Background Previous studies on changes in working conditions and mental health are few and have typically focused only on psychosocial working conditions. We assessed the impact of changes in both psychosocial and physical working conditions on common mental disorders (CMD) in a cohort of midlife employees.
Methods Repeat data were derived from the Helsinki Health Study, which is a cohort study on employees of the City of Helsinki, Finland (aged 40–60 years at baseline). Changes in working conditions were assessed between Phase 1 (2000–2002) and Phase 2 (2007). Common mental disorders were assessed at Phase 1, Phase 2, and Phase 3 (2012) using the 12-item General Health Questionnaire (GHQ). In total, 4946 participants were still employed at Phase 2. Logistic regression analyses using generalised estimating equations (GEE) were conducted to examine the association between changes in working conditions and the likelihood of CMD. Odds ratios and their 95% confidence intervals were estimated.

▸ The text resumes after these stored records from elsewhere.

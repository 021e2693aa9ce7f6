use std::collections::HashMap;

use itertools::Itertools;
use petgraph::{
    Direction,
    graph::{DiGraph, NodeIndex},
    visit::EdgeRef,
};
use tracing::trace;

use crate::ir::{Module, Operation, OperationId, Value, visitor::IrTraversingVisitor};

#[derive(Copy, Clone, PartialEq, Eq, PartialOrd, Ord, Hash, Debug)]
pub enum Node {
    Value(Value),
    Operation(OperationId),
}

/// Read-only dataflow view of a module. Every input of an operation is an
/// edge `input --i--> operation` and every output an edge
/// `operation --i--> output`. Edge weights are the input or output index.
///
/// Every operation and every output value has an entry, even when it has
/// no out-edges, so asking about a node that is not in the module is a bug
/// rather than an empty answer.
pub struct ModuleGraph<'m> {
    graph: DiGraph<Node, usize>,
    node_to_index: HashMap<Node, NodeIndex<u32>>,
    operations: HashMap<OperationId, &'m Operation>,
    operation_order: Vec<OperationId>,
}

impl<'m> ModuleGraph<'m> {
    #[tracing::instrument(skip_all, name = "ModuleGraph::new")]
    pub fn new(module: &'m Module) -> Self {
        let mut builder = AdjacencyListBuilder {
            graph: ModuleGraph {
                graph: DiGraph::new(),
                node_to_index: HashMap::new(),
                operations: HashMap::new(),
                operation_order: Vec::new(),
            },
        };
        module.traverse(&mut builder);
        let graph = builder.graph;
        trace!(
            "{} nodes, {} edges",
            graph.graph.node_count(),
            graph.graph.edge_count()
        );
        graph
    }

    fn ensure_node(&mut self, node: Node) -> NodeIndex<u32> {
        if let Some(index) = self.node_to_index.get(&node) {
            return *index;
        }
        let index = self.graph.add_node(node);
        self.node_to_index.insert(node, index);
        index
    }

    fn add_edge(&mut self, source: Node, index: usize, target: Node) {
        let from = self.ensure_node(source);
        let to = self.ensure_node(target);
        let exists = self
            .graph
            .edges_connecting(from, to)
            .any(|edge| *edge.weight() == index);
        if !exists {
            self.graph.add_edge(from, to, index);
        }
    }

    pub fn contains(&self, node: Node) -> bool {
        self.node_to_index.contains_key(&node)
    }

    pub fn node_count(&self) -> usize {
        self.graph.node_count()
    }

    pub fn edge_count(&self) -> usize {
        self.graph.edge_count()
    }

    /// Out-edges of `node` as `(index, target)` pairs, ordered.
    pub fn get_out_edges(&self, node: Node) -> Vec<(usize, Node)> {
        let index = match self.node_to_index.get(&node) {
            Some(index) => *index,
            None => panic!("Node {:?} is not present in the ModuleGraph", node),
        };
        self.graph
            .edges_directed(index, Direction::Outgoing)
            .map(|edge| (*edge.weight(), self.graph[edge.target()]))
            .sorted()
            .collect()
    }

    /// Operations reading `value`, with the input position they read it at.
    pub fn get_uses(&self, value: Value) -> Vec<(usize, OperationId)> {
        self.get_out_edges(Node::Value(value))
            .into_iter()
            .map(|(index, target)| match target {
                Node::Operation(operation) => (index, operation),
                Node::Value(_) => panic!("ModuleGraph has an unexpected edge."),
            })
            .collect()
    }

    /// Values produced by `operation`, with their output index.
    pub fn get_results(&self, operation: OperationId) -> Vec<(usize, Value)> {
        self.get_out_edges(Node::Operation(operation))
            .into_iter()
            .map(|(index, target)| match target {
                Node::Value(value) if value.is_operation_result() => (index, value),
                _ => panic!("ModuleGraph has an unexpected edge."),
            })
            .collect()
    }

    pub fn get_operation(&self, id: OperationId) -> &'m Operation {
        self.operations
            .get(&id)
            .copied()
            .expect("Operation should exist")
    }

    /// All operations, nested implementations included, in traversal order.
    pub fn operations(&self) -> impl Iterator<Item = &'m Operation> + '_ {
        self.operation_order.iter().map(|id| self.operations[id])
    }
}

struct AdjacencyListBuilder<'m> {
    graph: ModuleGraph<'m>,
}

impl<'m> IrTraversingVisitor<'m> for AdjacencyListBuilder<'m> {
    type Output = ();

    fn get_default_value(&mut self) {}

    fn pre_visit_operation(&mut self, operation: &'m Operation) {
        let op_node = Node::Operation(operation.id());
        self.graph.ensure_node(op_node);
        self.graph.operations.insert(operation.id(), operation);
        self.graph.operation_order.push(operation.id());
        for (i, input) in operation.inputs().iter().enumerate() {
            self.graph.add_edge(Node::Value(*input), i, op_node);
        }
        for (i, output) in operation.get_outputs().enumerate() {
            self.graph.add_edge(op_node, i, Node::Value(output));
        }
    }
}

#[cfg(test)]
mod tests {
    use super::*;
    use crate::ir::{BlockBuilder, IrContext, ModuleBuilder, NamedAttributeMap, Operator};

    fn make_context() -> IrContext {
        let mut ctx = IrContext::new();
        ctx.register_operator(Operator::new("core.constant"));
        ctx.register_operator(Operator::new("core.copy"));
        ctx.register_operator(Operator::new("core.merge"));
        ctx.register_operator(Operator::with_return_values("core.triple", 3));
        ctx
    }

    fn add(block: &mut BlockBuilder, name: &str, inputs: Vec<Value>) -> OperationId {
        block.add_operation_by_name(name, NamedAttributeMap::new(), inputs)
    }

    #[test]
    fn test_straight_line_chain() {
        let ctx = make_context();
        let mut block = BlockBuilder::new(&ctx);
        let op0 = add(&mut block, "core.constant", vec![]);
        let op1 = add(&mut block, "core.copy", vec![Value::default_result(op0)]);
        let op2 = add(&mut block, "core.copy", vec![Value::default_result(op1)]);
        let op3 = add(&mut block, "core.copy", vec![Value::default_result(op2)]);
        let mut module = ModuleBuilder::new(&ctx);
        module.add_block(block.build());
        let module = module.build();

        let graph = ModuleGraph::new(&module);
        let ops = [op0, op1, op2, op3];
        for op in ops {
            assert_eq!(graph.get_results(op), vec![(0, Value::default_result(op))]);
        }
        for pair in ops.windows(2) {
            assert_eq!(graph.get_uses(Value::default_result(pair[0])), vec![(0, pair[1])]);
        }
        assert!(graph.get_uses(Value::default_result(op3)).is_empty());
        // 4 operations and 4 values; 3 input edges and 4 output edges.
        assert_eq!(graph.node_count(), 8);
        assert_eq!(graph.edge_count(), 7);
        assert_eq!(
            graph.operations().map(|op| op.id()).collect::<Vec<_>>(),
            ops.to_vec()
        );
    }

    #[test]
    fn test_multiple_outputs_and_repeated_inputs() {
        let ctx = make_context();
        let mut block = BlockBuilder::new(&ctx);
        let triple = add(&mut block, "core.triple", vec![]);
        let first = Value::result(triple, 0);
        let merge = add(&mut block, "core.merge", vec![first, first, Value::result(triple, 2)]);
        let mut module = ModuleBuilder::new(&ctx);
        module.add_block(block.build());
        let module = module.build();

        let graph = ModuleGraph::new(&module);
        assert_eq!(
            graph.get_results(triple),
            vec![
                (0, Value::result(triple, 0)),
                (1, Value::result(triple, 1)),
                (2, Value::result(triple, 2)),
            ]
        );
        assert_eq!(graph.get_uses(first), vec![(0, merge), (1, merge)]);
        assert_eq!(graph.get_uses(Value::result(triple, 2)), vec![(2, merge)]);
        assert!(graph.get_uses(Value::result(triple, 1)).is_empty());
        assert!(graph.contains(Node::Operation(merge)));
        assert_eq!(graph.get_operation(merge).inputs().len(), 3);
    }

    #[test]
    fn test_non_result_values_are_nodes() {
        let ctx = make_context();
        let mut block = BlockBuilder::new(&ctx);
        let copy = add(&mut block, "core.copy", vec![Value::Any]);
        let merge = add(&mut block, "core.merge", vec![Value::Any, Value::Constant(1)]);
        let mut module = ModuleBuilder::new(&ctx);
        module.add_block(block.build());
        let module = module.build();

        let graph = ModuleGraph::new(&module);
        assert_eq!(graph.get_uses(Value::Any), vec![(0, copy), (0, merge)]);
        assert_eq!(graph.get_uses(Value::Constant(1)), vec![(1, merge)]);
    }

    #[test]
    #[should_panic(expected = "is not present in the ModuleGraph")]
    fn test_unknown_node_is_fatal() {
        let ctx = make_context();
        let module = ModuleBuilder::new(&ctx).build();
        let graph = ModuleGraph::new(&module);
        graph.get_out_edges(Node::Operation(OperationId(99)));
    }
}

Results After adjustment for sex, age, marital status, health behaviours and obesity, increased and repeated exposure to low job control, high job demands, and repetitive movements; and repeated exposure to awkward postures and rotation of back were associated with a higher likelihood of CMD at Phases 1–3. Fully adjusted odds ratios ranged from 1.27 to 2.39 for psychosocial, and from 1.18 to 1.29 for physical working conditions.
Conclusion Repeated and increased exposures to several adverse psychosocial and physical working conditions are associated with a higher likelihood of common mental disorders.